A positive but cautious start for the GBP/USD price for this week, as the pair bounced to 1.2476 after the recent sell-off that pushed it towards the 1.2335 support, its lowest level in three weeks. The cable ignored BoE Governor Andrew Pelly's comments in which he said the bank should adjust its quantitative easing program before starting to raise interest rates. Bailey wrote in an article published on Bloomberg that central bank reserves cannot be taken for granted.
"When the time comes to withdraw the monetary stimulus, in my opinion it would be best to consider adjusting the level of reserves first without waiting for interest rates to be raised on a sustainable basis,". Bailey also said, "High budgets may limit maneuverability in future emergencies." He added that he does not want high central bank holdings of government debt to become a permanent feature. The financial system must not rely on these extraordinary levels of reserves.
Last week, the British Central Bank raised its quantitative easing by 100 billion pounds to 745 billion pounds. The bank cut its benchmark interest rate to a historic low of 0.1 percent in March.
With very little exciting news expected from the Bank of England and the Brexit in the coming days, the global and local image of covid-19 will be of greater importance, as markets study some new data from the UK economy on Tuesday in addition to signs of an increase in global infection rates Covid-19.
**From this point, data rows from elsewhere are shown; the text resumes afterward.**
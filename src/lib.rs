//! parley chat server library.
//! This crate exposes internal modules for integration testing and the
//! bundled terminal client. The server entry point is in main.rs.

pub mod chat;
pub mod config;
pub mod poll;
pub mod registry;
pub mod routes;
pub mod state;
pub mod ws;
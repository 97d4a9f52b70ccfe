//! Broadcast dispatcher: best-effort fan-out to every live channel.

use crate::chat::event::ChatEvent;
use crate::registry::Registry;

/// Fan `event` out to every channel currently in the registry, sender
/// included. Delivery is attempted for every member of a snapshot taken at
/// call time; a send onto an already-closed channel is logged and never
/// aborts delivery to the rest. No acknowledgment, no retry, no queueing
/// of undelivered events. Returns the number of delivery attempts.
pub fn broadcast(registry: &Registry, event: &ChatEvent) -> usize {
    let targets = registry.snapshot();
    let mut attempts = 0;
    for (channel_id, sender) in targets {
        attempts += 1;
        if sender.send(event.clone().into()).is_err() {
            // Receiver already gone — the channel is mid-disconnect and
            // its own lifecycle will unregister it.
            tracing::debug!(%channel_id, "skipping send to closed channel");
        }
    }
    attempts
}
use std::time::Duration;
use tokio::net::TcpListener;

use parley::config::{generate_config_template, Config};
use parley::registry::Registry;
use parley::routes;
use parley::state::AppState;

#[tokio::main]
async fn main() -> Result<(), Box<dyn std::error::Error>> {
    // Load config with layered precedence: defaults < TOML < env < CLI
    let config = Config::load()?;

    // Handle --generate-config: print template and exit
    if config.generate_config {
        print!("{}", generate_config_template());
        return Ok(());
    }

    // Initialize tracing/logging
    if config.json_logs {
        tracing_subscriber::fmt()
            .json()
            .with_env_filter(
                tracing_subscriber::EnvFilter::try_from_default_env()
                    .unwrap_or_else(|_| "parley=info".parse().unwrap()),
            )
            .init();
    } else {
        tracing_subscriber::fmt()
            .pretty()
            .with_env_filter(
                tracing_subscriber::EnvFilter::try_from_default_env()
                    .unwrap_or_else(|_| "parley=info".parse().unwrap()),
            )
            .init();
    }

    tracing::info!("parley server v{} starting", env!("CARGO_PKG_VERSION"));

    // The registry is constructed exactly once here and handed into the
    // router state; no module-level connection state exists anywhere.
    let registry = Registry::new();
    let state = AppState::new(
        registry,
        Duration::from_secs(config.poll_session_timeout_secs),
    );

    let app = routes::build_router(state);

    // Bind and serve. A bind failure is the one hard-fatal error class:
    // log the cause and exit non-zero.
    let addr = format!("{}:{}", config.bind_address, config.port);
    let listener = match TcpListener::bind(&addr).await {
        Ok(listener) => listener,
        Err(error) => {
            tracing::error!(%addr, %error, "failed to bind listen address");
            return Err(error.into());
        }
    };
    tracing::info!("Listening on {}", addr);

    axum::serve(listener, app).await?;

    Ok(())
}
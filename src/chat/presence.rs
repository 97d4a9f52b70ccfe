//! Presence notifier: system join/leave events driven by the channel
//! lifecycle, never by chat content.

use crate::chat::broadcast;
use crate::chat::event::ChatEvent;
use crate::registry::Registry;

/// Fixed phrase broadcast when a channel first sets its label.
pub const JOINED_TEXT: &str = "has joined the chat";
/// Fixed phrase broadcast when a labeled channel closes.
pub const LEFT_TEXT: &str = "has left the chat";

/// Announce a first label assignment to everyone, the joiner included.
pub fn announce_join(registry: &Registry, label: &str) {
    tracing::info!(label, "channel joined");
    broadcast::broadcast(registry, &ChatEvent::system(JOINED_TEXT, label));
}

/// Announce the close of a labeled channel. Channels that never joined
/// produce no leave event, matching the join announcement they never got.
pub fn announce_leave(registry: &Registry, label: &str) {
    tracing::info!(label, "channel left");
    broadcast::broadcast(registry, &ChatEvent::system(LEFT_TEXT, label));
}
//! Terminal chat client.
//!
//! Connects over WebSocket, sends an optional join event, forwards stdin
//! lines as chat events, and renders incoming events one per line with a
//! local timestamp (the protocol carries none).

use chrono::Local;
use clap::Parser;
use futures_util::{SinkExt, StreamExt};
use tokio::io::{AsyncBufReadExt, BufReader};
use tokio_tungstenite::tungstenite::Message;

use parley::chat::event::{ChatEvent, ClientEvent, EventKind, ServerEvent};

#[derive(Parser, Debug)]
#[command(
    name = "parley-client",
    version,
    about = "Terminal client for the parley chat server"
)]
struct Args {
    /// WebSocket URL of the server
    #[arg(long, env = "PARLEY_URL", default_value = "ws://127.0.0.1:3000/ws")]
    url: String,

    /// Display label to join with; omit to lurk unlabeled
    #[arg(long)]
    label: Option<String>,
}

fn render(event: &ServerEvent) {
    let stamp = Local::now().format("%H:%M:%S");
    match event {
        ServerEvent::Chat(ChatEvent { text, label, kind }) => match kind {
            EventKind::User => println!("[{stamp}] {label}: {text}"),
            EventKind::System => println!("[{stamp}] * {label} {text}"),
        },
        ServerEvent::Transport { transport } => {
            println!("[{stamp}] * transport: {}", transport.as_str());
        }
    }
}

#[tokio::main]
async fn main() -> Result<(), Box<dyn std::error::Error>> {
    let args = Args::parse();

    let (ws_stream, _) = tokio_tungstenite::connect_async(&args.url).await?;
    println!("* connected to {}", args.url);
    let (mut write, mut read) = ws_stream.split();

    if let Some(label) = &args.label {
        let join = serde_json::to_string(&ClientEvent::Join {
            label: label.clone(),
        })?;
        write.send(Message::Text(join.into())).await?;
    }

    // Reader task: render every server event as it arrives.
    let reader = tokio::spawn(async move {
        while let Some(message) = read.next().await {
            match message {
                Ok(Message::Text(text)) => {
                    match serde_json::from_str::<ServerEvent>(text.as_str()) {
                        Ok(event) => render(&event),
                        Err(error) => eprintln!("* undecodable event: {error}"),
                    }
                }
                Ok(Message::Close(_)) => {
                    println!("* server closed the connection");
                    break;
                }
                Ok(_) => {}
                Err(error) => {
                    eprintln!("* connection error: {error}");
                    break;
                }
            }
        }
    });

    // Forward stdin lines as chat events until EOF or /quit.
    let label = args.label.clone().unwrap_or_default();
    let mut lines = BufReader::new(tokio::io::stdin()).lines();
    while let Ok(Some(line)) = lines.next_line().await {
        let line = line.trim().to_string();
        if line.is_empty() {
            continue;
        }
        if line == "/quit" {
            break;
        }
        let chat = serde_json::to_string(&ClientEvent::Chat {
            text: line,
            label: label.clone(),
        })?;
        write.send(Message::Text(chat.into())).await?;
    }

    let _ = write.send(Message::Close(None)).await;
    reader.abort();
    println!("* disconnected");
    Ok(())
}
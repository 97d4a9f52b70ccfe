//! Inbound protocol dispatch.
//!
//! Every inbound frame decodes to a [`ClientEvent`] and is dispatched by
//! pattern match. Malformed input is logged and dropped: the protocol has
//! no error-event type, and a bad frame must never tear down the handling
//! context or affect other channels.

use uuid::Uuid;

use crate::chat::event::{ChatEvent, ClientEvent};
use crate::chat::{broadcast, presence};
use crate::registry::LabelOutcome;
use crate::state::AppState;

/// Maximum chat text length (chars). Longer payloads are dropped.
const MAX_TEXT_LENGTH: usize = 4000;

/// Decode one text frame and dispatch it. Used by the WebSocket reader;
/// the polling transport decodes through the JSON body extractor and calls
/// [`dispatch`] directly.
pub fn handle_text_frame(state: &AppState, channel_id: Uuid, raw: &str) {
    match serde_json::from_str::<ClientEvent>(raw) {
        Ok(event) => dispatch(state, channel_id, event),
        Err(error) => {
            tracing::warn!(%channel_id, %error, "dropping malformed client event");
        }
    }
}

/// Dispatch one decoded client event.
pub fn dispatch(state: &AppState, channel_id: Uuid, event: ClientEvent) {
    match event {
        ClientEvent::Join { label } => handle_join(state, channel_id, &label),
        ClientEvent::Chat { text, label } => handle_chat(state, channel_id, text, label),
    }
}

fn handle_join(state: &AppState, channel_id: Uuid, label: &str) {
    let label = label.trim();
    if label.is_empty() {
        tracing::warn!(%channel_id, "dropping join with empty label");
        return;
    }
    match state.registry.set_label(channel_id, label) {
        LabelOutcome::First => presence::announce_join(&state.registry, label),
        LabelOutcome::AlreadySet => {
            // Labels are immutable for the life of a channel; repeat joins
            // are ignored rather than re-broadcast.
            tracing::debug!(%channel_id, "ignoring repeat join");
        }
        LabelOutcome::NotFound => {
            tracing::warn!(%channel_id, "join for unknown channel");
        }
    }
}

fn handle_chat(state: &AppState, channel_id: Uuid, text: String, label: String) {
    if text.is_empty() {
        tracing::debug!(%channel_id, "dropping empty chat event");
        return;
    }
    if text.chars().count() > MAX_TEXT_LENGTH {
        tracing::warn!(%channel_id, "dropping oversized chat event");
        return;
    }
    let attempts = broadcast::broadcast(&state.registry, &ChatEvent::user(text, label));
    tracing::debug!(%channel_id, targets = attempts, "chat event dispatched");
}
//! WebSocket upgrade endpoint.
//!
//! `GET /ws` opens a fresh channel. `GET /ws?sid=<uuid>` upgrades an
//! existing polling session in place, keeping its channel identity.

use axum::extract::ws::{CloseFrame, Message, WebSocket, WebSocketUpgrade};
use axum::extract::{Query, State};
use axum::response::Response;
use serde::Deserialize;
use tokio::sync::mpsc;
use uuid::Uuid;

use crate::chat::event::TransportKind;
use crate::poll;
use crate::registry::Channel;
use crate::state::AppState;
use crate::ws::actor;

/// Close code sent when an upgrade names an unknown, already upgraded, or
/// already closed polling session.
const CLOSE_UNKNOWN_SESSION: u16 = 4040;

/// Query parameters for the WebSocket endpoint.
#[derive(Debug, Deserialize)]
pub struct WsQuery {
    /// Polling session to upgrade, if any.
    pub sid: Option<Uuid>,
}

/// GET /ws — upgrade to WebSocket and hand the socket to a connection actor.
pub async fn ws_upgrade(
    State(state): State<AppState>,
    Query(params): Query<WsQuery>,
    ws: WebSocketUpgrade,
) -> Response {
    match params.sid {
        None => ws.on_upgrade(move |socket| fresh_connection(socket, state)),
        Some(sid) => ws.on_upgrade(move |socket| upgrade_session(socket, state, sid)),
    }
}

/// A brand-new channel: fresh id, registered before the actor starts.
async fn fresh_connection(mut socket: WebSocket, state: AppState) {
    let channel_id = Uuid::new_v4();
    let (tx, rx) = mpsc::unbounded_channel();
    let channel = Channel::new(channel_id, TransportKind::Websocket, tx.clone());
    if !state.registry.register(channel) {
        // v4 collision — refuse the socket rather than share a queue.
        let _ = socket
            .send(Message::Close(Some(CloseFrame {
                code: 1011,
                reason: "duplicate channel id".into(),
            })))
            .await;
        return;
    }
    actor::run_connection(socket, state, channel_id, tx, rx).await;
}

/// Take over a polling session: the channel keeps its id and label; only
/// the transport and the queue's consumer change. No presence events are
/// produced by an upgrade.
async fn upgrade_session(mut socket: WebSocket, state: AppState, sid: Uuid) {
    let Some(takeover) = poll::take_over(&state, sid).await else {
        tracing::warn!(%sid, "upgrade for unknown polling session");
        let _ = socket
            .send(Message::Close(Some(CloseFrame {
                code: CLOSE_UNKNOWN_SESSION,
                reason: "unknown session".into(),
            })))
            .await;
        return;
    };
    state.registry.set_transport(sid, TransportKind::Websocket);
    tracing::info!(channel_id = %sid, "polling session upgraded to websocket");
    actor::run_connection(socket, state, sid, takeover.sender, takeover.outbox).await;
}
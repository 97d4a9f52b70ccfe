//! HTTP handlers for the polling transport.

use axum::extract::{Path, State};
use axum::http::StatusCode;
use axum::Json;
use serde::Serialize;
use std::time::Duration;
use tokio::sync::mpsc;
use tokio::time::timeout;
use uuid::Uuid;

use crate::chat::event::{ClientEvent, ServerEvent, TransportKind};
use crate::poll::session::{self, PollSession};
use crate::registry::Channel;
use crate::state::AppState;
use crate::ws::protocol;

/// How long a GET waits for the first event before returning an empty batch.
const POLL_WAIT: Duration = Duration::from_secs(25);

#[derive(Debug, Serialize)]
pub struct OpenSessionResponse {
    pub sid: Uuid,
    pub transport: TransportKind,
}

/// POST /poll — open a polling session backed by a fresh channel.
pub async fn open_session(
    State(state): State<AppState>,
) -> (StatusCode, Json<OpenSessionResponse>) {
    let sid = Uuid::new_v4();
    let (tx, rx) = mpsc::unbounded_channel();
    state
        .registry
        .register(Channel::new(sid, TransportKind::Polling, tx.clone()));
    state.poll_sessions.insert(sid, PollSession::new(rx));

    // Same on-connect transport notification the WebSocket actor sends.
    let _ = tx.send(ServerEvent::Transport {
        transport: TransportKind::Polling,
    });

    tracing::info!(channel_id = %sid, "polling session opened");
    (
        StatusCode::CREATED,
        Json(OpenSessionResponse {
            sid,
            transport: TransportKind::Polling,
        }),
    )
}

/// GET /poll/{sid} — long-poll the session's event queue.
///
/// Waits up to 25 seconds for the first event, then drains whatever else
/// is immediately available. A timeout yields an empty batch; the client
/// just polls again.
pub async fn poll_events(
    State(state): State<AppState>,
    Path(sid): Path<Uuid>,
) -> Result<Json<Vec<ServerEvent>>, StatusCode> {
    // Clone the session handles out of the map entry so no shard lock is
    // held across the long-poll await.
    let session = state
        .poll_sessions
        .get(&sid)
        .map(|entry| entry.value().clone())
        .ok_or(StatusCode::NOT_FOUND)?;
    session.touch();

    let mut slot = session.outbox().lock().await;
    // Queue already handed to a WebSocket upgrade
    let outbox = slot.as_mut().ok_or(StatusCode::GONE)?;

    let mut events = Vec::new();
    match timeout(POLL_WAIT, outbox.recv()).await {
        Ok(Some(first)) => {
            events.push(first);
            while let Ok(event) = outbox.try_recv() {
                events.push(event);
            }
        }
        // Channel closed server-side
        Ok(None) => return Err(StatusCode::GONE),
        // Nothing arrived — empty batch
        Err(_) => {}
    }
    drop(slot);

    session.touch();
    Ok(Json(events))
}

/// POST /poll/{sid} — submit one client event through the same dispatcher
/// the WebSocket reader uses.
pub async fn submit_event(
    State(state): State<AppState>,
    Path(sid): Path<Uuid>,
    Json(event): Json<ClientEvent>,
) -> StatusCode {
    let Some(session) = state
        .poll_sessions
        .get(&sid)
        .map(|entry| entry.value().clone())
    else {
        return StatusCode::NOT_FOUND;
    };
    session.touch();
    protocol::dispatch(&state, sid, event);
    StatusCode::NO_CONTENT
}

/// DELETE /poll/{sid} — close the session. A second DELETE for the same
/// sid is a 404 and broadcasts nothing.
pub async fn close_session(State(state): State<AppState>, Path(sid): Path<Uuid>) -> StatusCode {
    if session::close(&state, sid) {
        StatusCode::NO_CONTENT
    } else {
        StatusCode::NOT_FOUND
    }
}
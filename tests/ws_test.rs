//! Integration tests for WebSocket connect, presence join/leave, chat
//! fan-out, and protocol error tolerance.

use futures_util::stream::{SplitSink, SplitStream};
use futures_util::{SinkExt, StreamExt};
use std::net::SocketAddr;
use std::time::Duration;
use tokio::net::{TcpListener, TcpStream};
use tokio_tungstenite::tungstenite::Message;
use tokio_tungstenite::{MaybeTlsStream, WebSocketStream};

use parley::chat::event::{ClientEvent, EventKind, ServerEvent, TransportKind};
use parley::chat::presence::{JOINED_TEXT, LEFT_TEXT};
use parley::registry::Registry;
use parley::state::AppState;

type WsWrite = SplitSink<WebSocketStream<MaybeTlsStream<TcpStream>>, Message>;
type WsRead = SplitStream<WebSocketStream<MaybeTlsStream<TcpStream>>>;

/// Start the server on an ephemeral port and return its address.
async fn start_test_server() -> SocketAddr {
    let state = AppState::new(Registry::new(), Duration::from_secs(60));
    let app = parley::routes::build_router(state);
    let listener = TcpListener::bind("127.0.0.1:0").await.unwrap();
    let addr = listener.local_addr().unwrap();

    tokio::spawn(async move {
        axum::serve(listener, app).await.unwrap();
    });

    addr
}

/// Connect a client and consume the initial transport event.
async fn connect(addr: SocketAddr) -> (WsWrite, WsRead) {
    let url = format!("ws://{}/ws", addr);
    let (stream, _) = tokio_tungstenite::connect_async(&url)
        .await
        .expect("Failed to connect to WebSocket");
    let (write, mut read) = stream.split();
    match next_event(&mut read).await {
        ServerEvent::Transport { transport } => {
            assert_eq!(transport, TransportKind::Websocket);
        }
        other => panic!("expected transport event first, got {:?}", other),
    }
    (write, read)
}

/// Read the next server event, failing the test after two seconds.
async fn next_event(read: &mut WsRead) -> ServerEvent {
    loop {
        let message = tokio::time::timeout(Duration::from_secs(2), read.next())
            .await
            .expect("timed out waiting for event")
            .expect("stream ended")
            .expect("websocket error");
        match message {
            Message::Text(text) => {
                return serde_json::from_str(text.as_str()).expect("decodable server event");
            }
            Message::Ping(_) | Message::Pong(_) => continue,
            other => panic!("unexpected frame: {:?}", other),
        }
    }
}

/// Assert that no event arrives within `window`.
async fn assert_silent(read: &mut WsRead, window: Duration) {
    let result = tokio::time::timeout(window, read.next()).await;
    assert!(result.is_err(), "expected silence, got {:?}", result);
}

async fn send(write: &mut WsWrite, event: &ClientEvent) {
    let json = serde_json::to_string(event).unwrap();
    write
        .send(Message::Text(json.into()))
        .await
        .expect("Failed to send event");
}

fn join(label: &str) -> ClientEvent {
    ClientEvent::Join {
        label: label.to_string(),
    }
}

fn chat(text: &str, label: &str) -> ClientEvent {
    ClientEvent::Chat {
        text: text.to_string(),
        label: label.to_string(),
    }
}

fn expect_chat(event: ServerEvent, text: &str, label: &str, kind: EventKind) {
    match event {
        ServerEvent::Chat(event) => {
            assert_eq!(event.text, text);
            assert_eq!(event.label, label);
            assert_eq!(event.kind, kind);
        }
        other => panic!("expected chat event, got {:?}", other),
    }
}

#[tokio::test]
async fn transport_event_arrives_on_connect() {
    let addr = start_test_server().await;
    // connect() itself asserts the first event is transport: websocket
    let (_write, mut read) = connect(addr).await;
    assert_silent(&mut read, Duration::from_millis(300)).await;
}

#[tokio::test]
async fn join_is_announced_to_everyone_including_the_joiner() {
    let addr = start_test_server().await;
    let (mut write_a, mut read_a) = connect(addr).await;
    let (_write_b, mut read_b) = connect(addr).await;

    send(&mut write_a, &join("alice")).await;

    for read in [&mut read_a, &mut read_b] {
        expect_chat(next_event(read).await, JOINED_TEXT, "alice", EventKind::System);
    }
}

#[tokio::test]
async fn chat_scenario_with_three_channels() {
    // End to end: A joins as alice, B joins as bob, C lurks unlabeled;
    // A says hi; C leaves silently; B leaves audibly.
    let addr = start_test_server().await;
    let (mut write_a, mut read_a) = connect(addr).await;
    let (mut write_b, mut read_b) = connect(addr).await;
    let (write_c, mut read_c) = connect(addr).await;

    send(&mut write_a, &join("alice")).await;
    for read in [&mut read_a, &mut read_b, &mut read_c] {
        expect_chat(next_event(read).await, JOINED_TEXT, "alice", EventKind::System);
    }

    send(&mut write_b, &join("bob")).await;
    for read in [&mut read_a, &mut read_b, &mut read_c] {
        expect_chat(next_event(read).await, JOINED_TEXT, "bob", EventKind::System);
    }

    send(&mut write_a, &chat("hi", "alice")).await;
    for read in [&mut read_a, &mut read_b, &mut read_c] {
        expect_chat(next_event(read).await, "hi", "alice", EventKind::User);
    }

    // C never joined: closing it must announce nothing.
    drop(write_c);
    drop(read_c);
    assert_silent(&mut read_a, Duration::from_millis(400)).await;

    // B leaves: the remaining channel hears it.
    drop(write_b);
    drop(read_b);
    expect_chat(next_event(&mut read_a).await, LEFT_TEXT, "bob", EventKind::System);
}

#[tokio::test]
async fn labeled_lifetime_produces_join_then_leave_in_order() {
    let addr = start_test_server().await;
    let (_observer_write, mut observer_read) = connect(addr).await;
    let (mut member_write, member_read) = connect(addr).await;

    send(&mut member_write, &join("carol")).await;
    expect_chat(
        next_event(&mut observer_read).await,
        JOINED_TEXT,
        "carol",
        EventKind::System,
    );

    drop(member_write);
    drop(member_read);
    expect_chat(
        next_event(&mut observer_read).await,
        LEFT_TEXT,
        "carol",
        EventKind::System,
    );
}

#[tokio::test]
async fn unlabeled_disconnect_is_silent() {
    let addr = start_test_server().await;
    let (_observer_write, mut observer_read) = connect(addr).await;
    let (lurker_write, lurker_read) = connect(addr).await;

    drop(lurker_write);
    drop(lurker_read);

    assert_silent(&mut observer_read, Duration::from_millis(400)).await;
}

#[tokio::test]
async fn repeat_join_is_ignored() {
    let addr = start_test_server().await;
    let (_observer_write, mut observer_read) = connect(addr).await;
    let (mut member_write, mut member_read) = connect(addr).await;

    send(&mut member_write, &join("alice")).await;
    expect_chat(
        next_event(&mut observer_read).await,
        JOINED_TEXT,
        "alice",
        EventKind::System,
    );
    expect_chat(
        next_event(&mut member_read).await,
        JOINED_TEXT,
        "alice",
        EventKind::System,
    );

    // A second join must not re-broadcast or relabel.
    send(&mut member_write, &join("somebody-else")).await;
    assert_silent(&mut observer_read, Duration::from_millis(400)).await;

    // The leave still carries the first label.
    drop(member_write);
    drop(member_read);
    expect_chat(
        next_event(&mut observer_read).await,
        LEFT_TEXT,
        "alice",
        EventKind::System,
    );
}

#[tokio::test]
async fn malformed_frames_are_dropped_without_killing_the_channel() {
    let addr = start_test_server().await;
    let (mut write_a, _read_a) = connect(addr).await;
    let (_write_b, mut read_b) = connect(addr).await;

    // Not JSON, missing required field, empty join label: all dropped.
    for raw in ["not json", r#"{"event":"chat"}"#, r#"{"event":"join","label":"  "}"#] {
        write_a
            .send(Message::Text(raw.to_string().into()))
            .await
            .expect("Failed to send raw frame");
    }
    assert_silent(&mut read_b, Duration::from_millis(300)).await;

    // The channel is still alive and can chat normally.
    send(&mut write_a, &chat("still here", "anon")).await;
    expect_chat(
        next_event(&mut read_b).await,
        "still here",
        "anon",
        EventKind::User,
    );
}

#[tokio::test]
async fn chat_kind_is_forced_to_user() {
    let addr = start_test_server().await;
    let (mut write_a, _read_a) = connect(addr).await;
    let (_write_b, mut read_b) = connect(addr).await;

    // A client claiming kind:"system" must still come out as user.
    let spoof = r#"{"event":"chat","text":"spoof","label":"eve","kind":"system"}"#;
    write_a
        .send(Message::Text(spoof.to_string().into()))
        .await
        .expect("Failed to send spoofed frame");

    expect_chat(next_event(&mut read_b).await, "spoof", "eve", EventKind::User);
}

#[tokio::test]
async fn ping_pong() {
    let addr = start_test_server().await;
    let (mut write, mut read) = connect(addr).await;

    write
        .send(Message::Ping(vec![42, 43, 44].into()))
        .await
        .expect("Failed to send ping");

    let msg = tokio::time::timeout(Duration::from_secs(2), read.next())
        .await
        .expect("Expected pong within timeout");

    match msg {
        Some(Ok(Message::Pong(data))) => {
            assert_eq!(data.as_ref(), &[42, 43, 44], "Pong data should match ping");
        }
        other => panic!("Expected Pong message, got: {:?}", other),
    }
}
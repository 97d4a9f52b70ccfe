use clap::Parser;
use figment::{
    providers::{Env, Format, Serialized, Toml},
    Figment,
};
use serde::{Deserialize, Serialize};

/// parley chat server
#[derive(Parser, Serialize, Deserialize, Clone, Debug)]
#[command(name = "parley-server", version, about = "Minimal real-time chat server")]
pub struct Config {
    /// Port to listen on
    #[arg(long, env = "PARLEY_PORT", default_value = "3000")]
    pub port: u16,

    /// Bind address
    #[arg(long, env = "PARLEY_BIND_ADDRESS", default_value = "0.0.0.0")]
    pub bind_address: String,

    /// Path to TOML config file
    #[arg(long, default_value = "./parley.toml")]
    pub config: String,

    /// Enable structured JSON logging (for Docker/production)
    #[arg(long, env = "PARLEY_JSON_LOGS")]
    pub json_logs: bool,

    /// Output a commented TOML config template and exit
    #[arg(long)]
    pub generate_config: bool,

    /// Seconds a polling session may stay idle before the server closes it
    #[arg(long, env = "PARLEY_POLL_SESSION_TIMEOUT_SECS", default_value = "60")]
    pub poll_session_timeout_secs: u64,
}

impl Default for Config {
    fn default() -> Self {
        Self {
            port: 3000,
            bind_address: "0.0.0.0".to_string(),
            config: "./parley.toml".to_string(),
            json_logs: false,
            generate_config: false,
            poll_session_timeout_secs: 60,
        }
    }
}

impl Config {
    /// Load config with layered precedence:
    /// built-in defaults < TOML file < env vars (PARLEY_*) < CLI args
    pub fn load() -> Result<Self, figment::Error> {
        let cli = Config::parse();
        let config_path = cli.config.clone();

        Figment::new()
            .merge(Serialized::defaults(Config::default()))
            .merge(Toml::file(&config_path))
            .merge(Env::prefixed("PARLEY_"))
            .merge(Serialized::defaults(cli))
            .extract()
    }
}

/// Generate a commented TOML config template
pub fn generate_config_template() -> String {
    r#"# parley chat server configuration
# Place this file at ./parley.toml or specify with --config <path>
# All settings can be overridden via environment variables (PARLEY_PORT, etc.)
# or CLI flags (--port, etc.)

# Server port (default: 3000)
# port = 3000

# Bind address (default: 0.0.0.0 — all interfaces)
# bind_address = "0.0.0.0"

# Enable structured JSON logging for Docker/production
# json_logs = false

# Seconds a polling session may stay idle before the server closes it
# and announces the leave (default: 60)
# poll_session_timeout_secs = 60
"#
    .to_string()
}
//! Workflow execution engine for graphflow.
//!
//! - [`graph`]: cycle detection, topological scheduling and structural
//!   validation over a node/edge set.
//! - [`expression`]: the `{{ }}` expression language, its evaluation context
//!   and the deep configuration resolver.
//! - [`executor`]: the closed node-executor registry and the run dispatcher.
//! - [`repository`]: collaborator traits (persistence, credentials, HTTP)
//!   plus in-memory implementations.
//!
//! This crate depends only on `graphflow-types`, never on `graphflow-infra`
//! or any IO crate.

pub mod executor;
pub mod expression;
pub mod graph;
pub mod repository;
Asian markets traded relatively choppy on Monday, but European markets appear to have poured some confidence into the performance, as it surged higher on the open, sparking a rally in the cable. The global stock markets are important for the British pound, which tends to perform poorly such as the dollar, the Euro, the Yen and the Franc when markets are sold, but it tends to advance against the New Zealand dollar and the Australian dollar under these conditions. The broader attractiveness of market trends tends to grow with local news from Brexit and Bank of England policy, and this is likely to be the case this week, as there are no significant events scheduled related to either of them.
If stock markets rise higher in the coming days, the Pound may find more support to offset recent losses. The market is cautiously monitoring new infections with the Coronavirus at the time of reopening. The new infections hitting a record high is a threat to the future of global economic recovery, with more than 183,000 infected people, including 116,000 in the Americas.
According to the technical analysis of the pair: The recent bounce did not change the GBP/USD downward momentum, as the lack of risk appetite for the markets threatens the GBP gains. As I mentioned earlier, pressure factors on the pound continue to be the Brexit file in addition to the possibility of negative interest rates from the BoE and market anxiety from a second Covid-19 wave. This confirms the trading strategy of selling from every upper level. The closest resistance levels for the pair are currently 1.2520, 1.2600 and 1.2675, respectively. On the other hand, the 1.2320 support will remain supportive for stronger bear control.
As for the economic calendar data today: From Britain, the PMI reading for the industrial and services sectors will be announced. From the United States, new homes sales and reading of the Richmond Industrial Index will be released.